Illinois takes initial steps to phase out plastic foam foodware

Media Contacts
Abe Scarr

State Director, Illinois PIRG; Energy and Utilities Program Director, PIRG

Momentum building as legislature passes ban in state facilities, Oak Park becomes first municipality to ban foam

Legislation to phase out the use of single-use plastic polystyrene foam foodware in state facilities passed both chambers of the Illinois General Assembly last week and is being sent to Gov. Pritzker for his signature. Also last week, Oak Park became the first municipality to pass a ban on polystyrene foam foodware as part of a broader ordinance tackling single-use plastic waste.

The EPA estimates that Americans throw away almost 70 million plastic foam cups every day. Twenty-two million pounds of plastic enter the Great Lakes each year and just over half of that ends up in Lake Michigan alone. Already, eight states and roughly 200 cities and municipalities have enacted bans on polystyrene foam containers.

Under the state legislation passed last week, sponsored by state Sen. Laura Fine and state Rep. Jennifer Gong-Gershowitz, no state agency may purchase polystyrene foam foodware after January 1, 2025, and no vendor with a state contract may distribute any foam products to customers after January 1, 2026. Under the ordinance passed by Oak Park, restaurants may not sell or distribute polystyrene foam foodware after January 1, 2024.

The Coalition for Plastic Reduction, a coalition of more than 35 organizations across Illinois championed legislation that would phase out foam foodware statewide starting in 2024. That legislation passed the state House but not the state Senate. The coalition plans to push for the full statewide ban in next year’s legislative session.

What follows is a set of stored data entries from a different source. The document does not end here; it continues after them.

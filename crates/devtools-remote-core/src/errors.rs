//! Error types for the registry and the control-channel protocol.

use thiserror::Error;

use crate::ids::SessionId;

/// Errors raised by [`SessionRegistry`](crate::registry::SessionRegistry).
#[derive(Debug, Clone, PartialEq, Eq, Error)]
pub enum RegistryError {
    /// No live session has this id.
    #[error("unknown session: {0}")]
    UnknownSession(SessionId),
}

/// Errors raised while decoding control- or data-channel text.
#[derive(Debug, Error)]
pub enum ProtocolError {
    /// A data-channel frame was not valid JSON.
    #[error("malformed frame: {0}")]
    MalformedFrame(#[source] serde_json::Error),
    /// A control-channel message was not a `{type, data}` envelope.
    #[error("malformed envelope: {0}")]
    MalformedEnvelope(#[source] serde_json::Error),
    /// The event requires a payload but none was sent.
    #[error("event '{0}' requires a data payload")]
    MissingData(String),
    /// Encoding an outbound envelope failed.
    #[error("failed to encode '{event}': {source}")]
    Encode {
        /// Event type being encoded.
        event: &'static str,
        /// Underlying serializer error.
        #[source]
        source: serde_json::Error,
    },
}

impl ProtocolError {
    /// Short classification string for logging/metrics.
    pub fn error_kind(&self) -> &'static str {
        match self {
            Self::MalformedFrame(_) => "malformed_frame",
            Self::MalformedEnvelope(_) => "malformed_envelope",
            Self::MissingData(_) => "missing_data",
            Self::Encode { .. } => "encode",
        }
    }
}
//! Session analytics.
//!
//! Emission is fire-and-forget: sinks never block the caller and failures
//! are logged, never surfaced to the relay path.

use std::sync::Arc;
use std::time::Duration;

use chrono::Utc;
use devtools_remote_core::{EndedSession, SessionId};
use parking_lot::Mutex;
use serde_json::{Value, json};
use tracing::{debug, info, warn};

use crate::errors::ServerError;

/// A session was announced with a target.
pub const SESSIONS_CREATED: &str = "sessions_created";
/// A session ended; carries start, end and duration.
pub const SESSION_ENDED: &str = "session_ended";
/// A session ended; id only.
pub const SESSIONS_DURATION: &str = "sessions_duration";

/// Observer for session lifecycle events.
pub trait AnalyticsSink: Send + Sync {
    /// Record one event. Must not block.
    fn record_event(&self, name: &str, properties: Value);
}

/// Properties for [`SESSIONS_CREATED`].
pub fn session_created_properties(session_id: &SessionId) -> Value {
    json!({ "sessionId": session_id })
}

/// Emit the two end-of-session events.
pub fn record_session_ended(sink: &dyn AnalyticsSink, ended: &EndedSession) {
    let start = ended.started_at.timestamp_millis();
    let duration = i64::try_from(ended.duration.as_millis()).unwrap_or(i64::MAX);
    sink.record_event(
        SESSION_ENDED,
        json!({
            "sessionId": ended.id,
            "startTime": start,
            "endTime": start.saturating_add(duration),
            "duration": duration,
        }),
    );
    sink.record_event(SESSIONS_DURATION, json!({ "sessionId": ended.id }));
}

/// Discards every event.
#[derive(Debug, Default, Clone, Copy)]
pub struct NoopAnalytics;

impl AnalyticsSink for NoopAnalytics {
    fn record_event(&self, _name: &str, _properties: Value) {}
}

/// Writes events to the log.
#[derive(Debug, Default, Clone, Copy)]
pub struct LogAnalytics;

impl AnalyticsSink for LogAnalytics {
    fn record_event(&self, name: &str, properties: Value) {
        info!(event = name, %properties, "analytics event");
    }
}

/// Keeps events in memory, for inspection.
#[derive(Debug, Default)]
pub struct RecordingAnalytics {
    events: Mutex<Vec<(String, Value)>>,
}

impl RecordingAnalytics {
    /// Empty recorder.
    pub fn new() -> Self {
        Self::default()
    }

    /// Events recorded so far, oldest first.
    pub fn events(&self) -> Vec<(String, Value)> {
        self.events.lock().clone()
    }

    /// Names of events recorded so far.
    pub fn names(&self) -> Vec<String> {
        self.events.lock().iter().map(|(n, _)| n.clone()).collect()
    }
}

impl AnalyticsSink for RecordingAnalytics {
    fn record_event(&self, name: &str, properties: Value) {
        self.events.lock().push((name.to_string(), properties));
    }
}

/// Sends events to the Mixpanel ingestion API.
pub struct MixpanelAnalytics {
    client: reqwest::Client,
    endpoint: String,
    token: String,
}

impl MixpanelAnalytics {
    /// Timeout for a single ingestion request.
    pub const REQUEST_TIMEOUT: Duration = Duration::from_secs(10);

    /// Create a sink posting to `endpoint` with the project `token`.
    pub fn new(endpoint: impl Into<String>, token: impl Into<String>) -> Result<Self, ServerError> {
        let client = reqwest::Client::builder()
            .timeout(Self::REQUEST_TIMEOUT)
            .build()?;
        Ok(Self {
            client,
            endpoint: endpoint.into(),
            token: token.into(),
        })
    }

    fn payload(&self, name: &str, mut properties: Value) -> Value {
        if let Value::Object(map) = &mut properties {
            let _ = map.insert("token".into(), Value::String(self.token.clone()));
            let _ = map.insert("time".into(), json!(epoch_millis()));
            if let Some(session) = map.get("sessionId").cloned() {
                let _ = map.insert("distinct_id".into(), session);
            }
        }
        json!([{ "event": name, "properties": properties }])
    }
}

impl AnalyticsSink for MixpanelAnalytics {
    fn record_event(&self, name: &str, properties: Value) {
        let Ok(runtime) = tokio::runtime::Handle::try_current() else {
            warn!(event = name, "no runtime available, dropping analytics event");
            return;
        };
        let body = self.payload(name, properties);
        let request = self.client.post(&self.endpoint).json(&body);
        let event = name.to_string();
        drop(runtime.spawn(async move {
            match request.send().await {
                Ok(resp) if resp.status().is_success() => {
                    debug!(event, "analytics event delivered");
                }
                Ok(resp) => {
                    warn!(event, status = %resp.status(), "analytics endpoint rejected event");
                }
                Err(e) => warn!(event, error = %e, "failed to deliver analytics event"),
            }
        }));
    }
}

fn epoch_millis() -> u64 {
    u64::try_from(Utc::now().timestamp_millis()).unwrap_or_default()
}

/// Pick a sink: Mixpanel when a token is configured, else log or discard.
pub fn from_settings(
    settings: &devtools_remote_settings::AnalyticsSettings,
) -> Result<Arc<dyn AnalyticsSink>, ServerError> {
    match settings.mixpanel_token.as_deref().filter(|t| !t.is_empty()) {
        Some(token) => {
            info!(endpoint = %settings.endpoint, "mixpanel analytics enabled");
            Ok(Arc::new(MixpanelAnalytics::new(&settings.endpoint, token)?))
        }
        None if settings.log_events => Ok(Arc::new(LogAnalytics)),
        None => Ok(Arc::new(NoopAnalytics)),
    }
}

In response to the momentum to phase out plastic foam foodware in Illinois, state and local leaders, and advocates said:

“Last week both the state of Illinois and my home community of Oak Park took important steps toward a more environmentally responsible future. There is growing awareness that better alternatives exist and I’m proud to be part of that change,” said Illinois Senate President Don Harmon (D–Oak Park).

“I hear from constituents in my district regularly about their desire for the Illinois General Assembly to adopt a stronger leadership role in reducing plastic waste in our state, particularly single-use plastic,” said State Sen. Laure Fine. “It has been wonderful working with passionate advocates, stakeholders, and my colleagues to get SB58 passed, and I’m already looking forward to the next policy step we can take on this important issue.”

“Since being elected to the Illinois General Assembly, I’ve been invested in passing legislation that helps clean our waterways and eliminate single-use plastic waste,” said State Rep. Jennifer Gong-Gershowitz. “I am proud of this step forward on reducing toxic polystyrene pollution and am already looking at how we can take this policy solution another step forward next year.”

“Oak Park is proud to be at the forefront of the movement to end the use of polystyrene foam foodware in Illinois. With action at the state level as well, there is momentum for the complete removal of these harmful products in the near future,” said Oak Park Village President Vicki Scaman.

 “The time has come to tackle plastic pollution, and we are excited to see momentum in Illinois towards phasing out single-use plastic foam foodware. On behalf of the Coalition for Plastic Reduction, we celebrate these important first steps, thank Sen. Fine and Rep. Gong-Gershowitz for their leadership, and look forward to passing a statewide ban on foam fooodware in 2024,” said Illinois PIRG Director Abe Scarr.